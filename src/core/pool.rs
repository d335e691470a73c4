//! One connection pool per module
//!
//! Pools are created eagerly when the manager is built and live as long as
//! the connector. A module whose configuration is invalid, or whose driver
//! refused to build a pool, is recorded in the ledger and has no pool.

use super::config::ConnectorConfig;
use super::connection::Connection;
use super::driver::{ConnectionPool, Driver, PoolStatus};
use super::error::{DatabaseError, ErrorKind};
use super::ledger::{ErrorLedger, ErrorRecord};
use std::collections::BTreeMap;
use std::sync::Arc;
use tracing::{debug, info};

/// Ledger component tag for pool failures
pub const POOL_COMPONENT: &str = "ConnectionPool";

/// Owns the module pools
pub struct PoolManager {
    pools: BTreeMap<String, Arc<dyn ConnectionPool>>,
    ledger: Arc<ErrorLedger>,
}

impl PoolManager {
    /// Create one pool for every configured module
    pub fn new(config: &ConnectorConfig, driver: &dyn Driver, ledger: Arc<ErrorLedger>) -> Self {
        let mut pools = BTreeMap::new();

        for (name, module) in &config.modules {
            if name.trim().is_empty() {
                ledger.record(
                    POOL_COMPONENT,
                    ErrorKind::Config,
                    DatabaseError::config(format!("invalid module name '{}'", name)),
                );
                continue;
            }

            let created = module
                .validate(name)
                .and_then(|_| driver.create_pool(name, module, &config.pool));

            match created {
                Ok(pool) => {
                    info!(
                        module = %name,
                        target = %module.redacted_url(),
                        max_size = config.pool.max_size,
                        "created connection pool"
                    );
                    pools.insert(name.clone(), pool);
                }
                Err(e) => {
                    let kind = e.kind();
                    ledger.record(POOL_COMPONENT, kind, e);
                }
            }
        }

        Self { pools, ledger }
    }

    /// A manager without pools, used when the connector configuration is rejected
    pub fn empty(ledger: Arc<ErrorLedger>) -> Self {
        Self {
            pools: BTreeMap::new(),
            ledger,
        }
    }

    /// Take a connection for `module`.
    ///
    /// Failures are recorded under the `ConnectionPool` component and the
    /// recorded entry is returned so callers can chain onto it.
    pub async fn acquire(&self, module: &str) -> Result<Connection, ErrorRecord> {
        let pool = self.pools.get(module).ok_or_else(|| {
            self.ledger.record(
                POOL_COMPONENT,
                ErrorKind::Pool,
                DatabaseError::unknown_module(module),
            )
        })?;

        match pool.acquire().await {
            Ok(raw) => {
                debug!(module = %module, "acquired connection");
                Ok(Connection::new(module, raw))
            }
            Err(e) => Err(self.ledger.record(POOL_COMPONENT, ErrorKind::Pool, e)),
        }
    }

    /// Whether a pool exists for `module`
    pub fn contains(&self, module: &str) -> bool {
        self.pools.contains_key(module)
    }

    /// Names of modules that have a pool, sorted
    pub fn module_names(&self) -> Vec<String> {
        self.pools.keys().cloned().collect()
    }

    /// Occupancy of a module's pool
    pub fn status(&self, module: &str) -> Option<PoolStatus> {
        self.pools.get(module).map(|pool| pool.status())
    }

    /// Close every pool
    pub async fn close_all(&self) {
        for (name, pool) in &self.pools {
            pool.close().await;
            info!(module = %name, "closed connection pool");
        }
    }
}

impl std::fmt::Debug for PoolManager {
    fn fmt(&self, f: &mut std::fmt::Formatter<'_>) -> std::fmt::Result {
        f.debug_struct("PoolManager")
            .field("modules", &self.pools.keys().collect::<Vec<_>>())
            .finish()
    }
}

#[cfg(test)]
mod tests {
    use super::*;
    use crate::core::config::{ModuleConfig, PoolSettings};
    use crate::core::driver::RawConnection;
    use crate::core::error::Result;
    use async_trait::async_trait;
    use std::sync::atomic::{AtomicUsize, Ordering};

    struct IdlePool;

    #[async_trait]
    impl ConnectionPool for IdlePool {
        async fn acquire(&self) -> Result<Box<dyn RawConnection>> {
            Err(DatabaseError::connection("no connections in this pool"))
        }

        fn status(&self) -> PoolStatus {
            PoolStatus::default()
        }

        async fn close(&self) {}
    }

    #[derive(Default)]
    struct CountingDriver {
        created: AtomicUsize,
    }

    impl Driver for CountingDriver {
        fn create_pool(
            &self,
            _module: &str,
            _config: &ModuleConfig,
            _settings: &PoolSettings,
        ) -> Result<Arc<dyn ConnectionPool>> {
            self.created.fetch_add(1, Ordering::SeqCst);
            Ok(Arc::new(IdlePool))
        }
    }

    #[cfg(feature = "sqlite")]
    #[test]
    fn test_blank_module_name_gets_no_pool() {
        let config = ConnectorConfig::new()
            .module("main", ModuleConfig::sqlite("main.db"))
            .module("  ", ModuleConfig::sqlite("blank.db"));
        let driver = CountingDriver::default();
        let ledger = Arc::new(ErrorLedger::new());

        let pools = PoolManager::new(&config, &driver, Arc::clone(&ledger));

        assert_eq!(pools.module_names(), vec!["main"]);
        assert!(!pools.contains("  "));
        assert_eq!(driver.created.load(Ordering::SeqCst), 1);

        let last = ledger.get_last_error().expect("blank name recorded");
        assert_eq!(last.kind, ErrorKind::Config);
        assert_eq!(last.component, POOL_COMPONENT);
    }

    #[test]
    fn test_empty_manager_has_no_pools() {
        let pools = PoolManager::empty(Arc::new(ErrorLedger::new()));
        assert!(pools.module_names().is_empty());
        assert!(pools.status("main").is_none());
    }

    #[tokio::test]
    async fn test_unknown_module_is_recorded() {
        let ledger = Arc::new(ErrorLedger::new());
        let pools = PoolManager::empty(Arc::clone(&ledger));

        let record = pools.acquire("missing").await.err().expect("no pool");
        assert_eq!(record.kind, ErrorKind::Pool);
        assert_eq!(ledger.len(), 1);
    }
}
■ ■ ■
> **TASK GOAL**: Check each line of the listing above. Copy it if it holds the string "await".

> **SOLVED EXERCISE**:
        match pool.acquire().await {
            pool.close().await;
        let record = pools.acquire("missing").await.err().expect("no pool");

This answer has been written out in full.